Minister of Transportation Caroline Mulroney says that, as the abolition of the Ontario Highway Transport Board will make it easier for bus carriers to enter the market, the government wants to see some rural services come back. “By reducing red tape and regulatory burdens through deregulation of the intercommunity bus sector, we will support economic recovery and improve transportation options for the people of Ontario,” Mulroney said in a statement emailed to “Deregulating the sector will make it easier for new carriers to step in and address service gaps for passengers and lead to more and better transportation options for the people of Ontario.”

She added that the government will also look at new safety rules for vehicles that carry fewer than 10 people, potentially allowing companies to operate smaller and cheaper vehicles on routes where that would be more appropriate for the ridership.

Ontario isn’t breaking bold new ground here: other provinces have deregulated their bus industries, and the results are debatable.
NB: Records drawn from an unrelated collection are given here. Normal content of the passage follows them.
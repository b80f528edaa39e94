// SPDX: CC0-1.0

// implementation of shunting yard algorithm by dijkstra (see https://en.wikipedia.org/wiki/Shunting_yard_algorithm)

use crate::{
    eval::{Associativity, Ident, Idents, Operation, OperationTyp, OperatorTyp, Program},
    lex::{LexErr, LexErrTyp, Lexer, SubStr, TokTyp},
    Number,
};
use core::num::ParseFloatError;

#[derive(Debug, thiserror::Error)]
pub enum ParseErrTyp {
    #[error(transparent)]
    LexErr(LexErrTyp),
    #[error("invalid number: {0}")]
    ParseNum(ParseFloatError),
    #[error("mismatched parentheses")]
    ParenMismatch,
}

#[derive(Debug, thiserror::Error)]
#[error("{typ}")]
pub struct ParseErr {
    pub typ: ParseErrTyp,
    pub loc: SubStr,
}

impl From<LexErr> for ParseErr {
    fn from(err: LexErr) -> Self {
        Self {
            typ: ParseErrTyp::LexErr(err.typ),
            loc: err.loc,
        }
    }
}

#[derive(Clone, Copy, Debug, PartialEq, Eq)]
enum ShuntOpTyp {
    Operator(OperatorTyp),
    Ident,
    OpenParen,
}

#[derive(Clone, Debug, PartialEq, Eq)]
struct ShuntOp {
    typ: ShuntOpTyp,
    loc: SubStr,
}

impl ShuntOp {
    /// `None` for parentheses, which are never popped by an operator.
    fn precedence(&self) -> Option<i8> {
        match self.typ {
            ShuntOpTyp::Operator(op) => Some(op.precedence()),
            // function application binds tighter than any operator, so
            // `sin x + 1` reads as `sin(x) + 1`
            ShuntOpTyp::Ident => Some(i8::MAX),
            ShuntOpTyp::OpenParen => None,
        }
    }

    fn into_output(self) -> Result<Operation, ParseErr> {
        let typ = match self.typ {
            ShuntOpTyp::Operator(typ) => OperationTyp::Operator(typ),
            ShuntOpTyp::Ident => OperationTyp::Ident,
            ShuntOpTyp::OpenParen => {
                return Err(ParseErr {
                    typ: ParseErrTyp::ParenMismatch,
                    loc: self.loc,
                })
            }
        };
        Ok(Operation { typ, loc: self.loc })
    }
}

/// Pops operators into `out` until an open parenthesis (left in place) or
/// the bottom of the stack.
fn pop_until_paren(ops: &mut Vec<ShuntOp>, out: &mut Vec<Operation>) -> Result<(), ParseErr> {
    while let Some(op) = ops.pop() {
        if op.typ == ShuntOpTyp::OpenParen {
            ops.push(op);
            break;
        }
        out.push(op.into_output()?);
    }
    Ok(())
}

pub fn parse(lex: Lexer<'_>, idents: &Idents) -> Result<Program, ParseErr> {
    let mut out: Vec<Operation> = Vec::new(); // output
    let mut ops: Vec<ShuntOp> = Vec::new(); // operator stack

    for tok in lex {
        let tok = tok?;
        match tok.typ {
            TokTyp::Number => {
                let num: Number = tok.loc.get().parse().map_err(|err| ParseErr {
                    typ: ParseErrTyp::ParseNum(err),
                    loc: tok.loc.clone(),
                })?;
                out.push(Operation {
                    typ: OperationTyp::Val(num),
                    loc: tok.loc,
                });
            }

            TokTyp::Ident => {
                if let Some(Ident::Fun(_)) = idents.get(&tok.loc.clone().into()) {
                    ops.push(ShuntOp {
                        typ: ShuntOpTyp::Ident,
                        loc: tok.loc,
                    });
                } else {
                    // unknown identifiers are assumed to be variables and
                    // reported when evaluated
                    out.push(Operation {
                        typ: OperationTyp::Ident,
                        loc: tok.loc,
                    });
                }
            }

            TokTyp::Op(o1) => {
                if !o1.is_prefix() {
                    while let Some(o2) = ops.last() {
                        let Some(p2) = o2.precedence() else { break };
                        let p1 = o1.precedence();
                        if p2 > p1 || (p1 == p2 && o1.associativity() == Associativity::Left) {
                            if let Some(o2) = ops.pop() {
                                out.push(o2.into_output()?);
                            }
                        } else {
                            break;
                        }
                    }
                }
                ops.push(ShuntOp {
                    typ: ShuntOpTyp::Operator(o1),
                    loc: tok.loc,
                });
            }

            TokTyp::Comma => pop_until_paren(&mut ops, &mut out)?,

            TokTyp::OpenParen => {
                ops.push(ShuntOp {
                    typ: ShuntOpTyp::OpenParen,
                    loc: tok.loc,
                });
            }

            TokTyp::CloseParen => {
                pop_until_paren(&mut ops, &mut out)?;

                if ops.pop().is_none() {
                    return Err(ParseErr {
                        typ: ParseErrTyp::ParenMismatch,
                        loc: tok.loc,
                    });
                }

                // handle functions
                match ops.pop() {
                    Some(op) if op.typ == ShuntOpTyp::Ident => out.push(op.into_output()?),
                    Some(op) => ops.push(op),
                    None => {}
                }
            }

            TokTyp::XGreater
            | TokTyp::XLess
            | TokTyp::XEqual
            | TokTyp::XPipe
            | TokTyp::XOpenSquareBracket
            | TokTyp::XCloseSquareBracket
            | TokTyp::XOpenCurly
            | TokTyp::XCloseCurly => {
                return Err(ParseErr {
                    typ: ParseErrTyp::LexErr(LexErrTyp::Unsupported(tok.typ)),
                    loc: tok.loc,
                })
            }
        }
    }

    while let Some(op) = ops.pop() {
        out.push(op.into_output()?);
    }

    let prog = Program::new(out);
    log::trace!("compiled {} operations", prog.ops().len());
    Ok(prog)
}

#[cfg(test)]
mod tests {
    use super::*;
    use crate::stdlib::standard_idents;
    use std::sync::Arc;

    fn compile(src: &str) -> Result<Vec<String>, ParseErr> {
        let src = Arc::new(src.to_string());
        let prog = parse(Lexer::new(&src), &standard_idents())?;
        Ok(prog.ops().map(ToString::to_string).collect())
    }

    #[test]
    fn postfix_order() {
        assert_eq!(
            compile("1 + 2 * x").unwrap(),
            ["push 1", "push 2", "call 'x'", "call 'mul'", "call 'add'"]
        );
        assert_eq!(
            compile("sin(x) ^ 2").unwrap(),
            ["call 'x'", "call 'sin'", "push 2", "call 'pow'"]
        );
        assert_eq!(
            compile("logb(x, 2)").unwrap(),
            ["call 'x'", "push 2", "call 'logb'"]
        );
    }

    #[test]
    fn mismatched_parentheses() {
        let err = compile("nonsense(((").unwrap_err();
        assert!(matches!(err.typ, ParseErrTyp::ParenMismatch));
        assert_eq!(err.loc.get(), "(");

        let err = compile("x)").unwrap_err();
        assert!(matches!(err.typ, ParseErrTyp::ParenMismatch));
        assert_eq!(err.loc.start(), 1);
    }

    #[test]
    fn bad_number() {
        let err = compile("1.2.3 + x").unwrap_err();
        assert!(matches!(err.typ, ParseErrTyp::ParseNum(_)));
        assert_eq!(err.loc.get(), "1.2.3");
    }

    #[test]
    fn lex_errors_carry_their_span() {
        let err = compile("x | 2").unwrap_err();
        assert!(matches!(
            err.typ,
            ParseErrTyp::LexErr(LexErrTyp::Unsupported(TokTyp::XPipe))
        ));
        assert_eq!(err.loc.start(), 2);
    }
}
A 2010 report for the provincial ministers of transportation across Canada concluded that deregulation did not cause large-scale route abandonment. Nevertheless, numerous advocate groups have warned that deregulation alone could leave rural communities with fewer options than the status quo. In 2018, Alberta introduced subsidies to guarantee rural service after Greyhound cut services.

Abolishing the board will have no impact on either GO Transit or Ontario Northland’s bus services, as both of the Crown-operated transit agencies were always exempt from the board’s regulation. This year, in fact, the government introduced new routes, including one that connects Thunder Bay to Winnipeg.

But those expansions have been controversial, too. When Ontario Northland expanded its Thunder Bay-Winnipeg service earlier this fall, private bus operators in the northwest accused the province of poaching their customers.

What’s not clear right now is whether the government has any overarching vision for what the intercity bus system in Ontario should look like after reform — and after the pandemic. How, for example, will the government balance the role of publicly owned bus operators, such as GO and Ontario Northland, against private actors moving forward? Should the public agencies focus on low-ridership routes and leave the most profitable ones to private operators? Should the government guarantee rural service through the subsidization of private operators? The government has periodically considered the role of ride-sharing companies in providing inter-city transportation — what would that look like, and how would those companies be subsidized?

It wasn’t necessary for the government to answer those questions as long as it preserved the status quo. Once Bill 213 passes, it won’t be possible to avoid them for very long.